Q: Given examples of two functions $f: N \rightarrow N$ and $g: N \rightarrow N$ such that gof is onto but $f$ is not onto. (Hint: Consider $f(x)=x+1$ and $g(x)=\left\{\begin{array}{ll}x-1, & \text { if } x>1 \\ 1, & \text { if } x=1\end{array}\right\}$ )

Define $f: N \rightarrow Z$ as $f(x)=x+1$ and $g: Z \rightarrow Z$ as $\quad g(x)=\left\{\begin{array}{ll}x-1, & \text { if } x>1 \\ 1, & \text { if } x=1\end{array}\right\}$ Let us first show that $g$ is not onto.
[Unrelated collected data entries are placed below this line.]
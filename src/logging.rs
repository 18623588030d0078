//! Logging initialization.
//!
//! Logs go to stderr so that report output on stdout stays parseable.
//! `RUST_LOG` takes precedence over the configured level.

use anyhow::Result;
use tracing_subscriber::layer::SubscriberExt;
use tracing_subscriber::util::SubscriberInitExt;
use tracing_subscriber::EnvFilter;

/// Initialize the global tracing subscriber.
///
/// Must be called at most once, before any tracing macros are used.
pub fn init_tracing(default_level: &str) -> Result<()> {
    let env_filter =
        EnvFilter::try_from_default_env().unwrap_or_else(|_| EnvFilter::new(default_level));

    tracing_subscriber::registry()
        .with(env_filter)
        .with(
            tracing_subscriber::fmt::layer()
                .with_writer(std::io::stderr)
                .with_target(false),
        )
        .try_init()
        .map_err(|e| anyhow::anyhow!("failed to initialize tracing subscriber: {}", e))?;

    Ok(())
}
//! Version specifier normalization.

/// Prefix characters that carry range intent but no version content.
const RANGE_PREFIXES: [char; 2] = ['^', '~'];

/// Strips the leading run of `^`/`~` characters and surrounding whitespace.
///
/// Only the leading run is removed; a `^` or `~` inside the version is kept.
/// A specifier made only of prefix characters normalizes to an empty string,
/// which never matches an advisory entry.
///
/// # Example
///
/// ```
/// use lockwatch::checker::normalize_version;
///
/// assert_eq!(normalize_version("^1.2.3"), "1.2.3");
/// assert_eq!(normalize_version("~~1.0.0-rc~1"), "1.0.0-rc~1");
/// assert_eq!(normalize_version("^~"), "");
/// ```
pub fn normalize_version(version: &str) -> &str {
    version
        .trim_start()
        .trim_start_matches(RANGE_PREFIXES)
        .trim()
}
Consider element 1 in co-domain $N$. This element is not an image of any of the elements in domain $N$. $\therefore f$ is not onto. $g: N \rightarrow N$ is defined by $g \circ f(x)=g(f(x))=g(x+1)=x+1-1=x \quad[x \in N \Rightarrow x+1>1]$ For $y \in N$, there exists $x=y \in N$ such that $\operatorname{gof}(x)=y$. $\therefore$ gof is onto.

Q: Given a non-empty set $X$, consider the binary operation *: $\mathrm{P}(X) \times \mathrm{P}(X) \rightarrow \mathrm{P}(X)$ given by $A^{*} B=A \cap B \forall A, B$ in $P(X)$ is the power set of $X$. Show that $X$ is the identity element for this operation and $X$ is the only invertible element in $P(X)$ with respect to the operation *.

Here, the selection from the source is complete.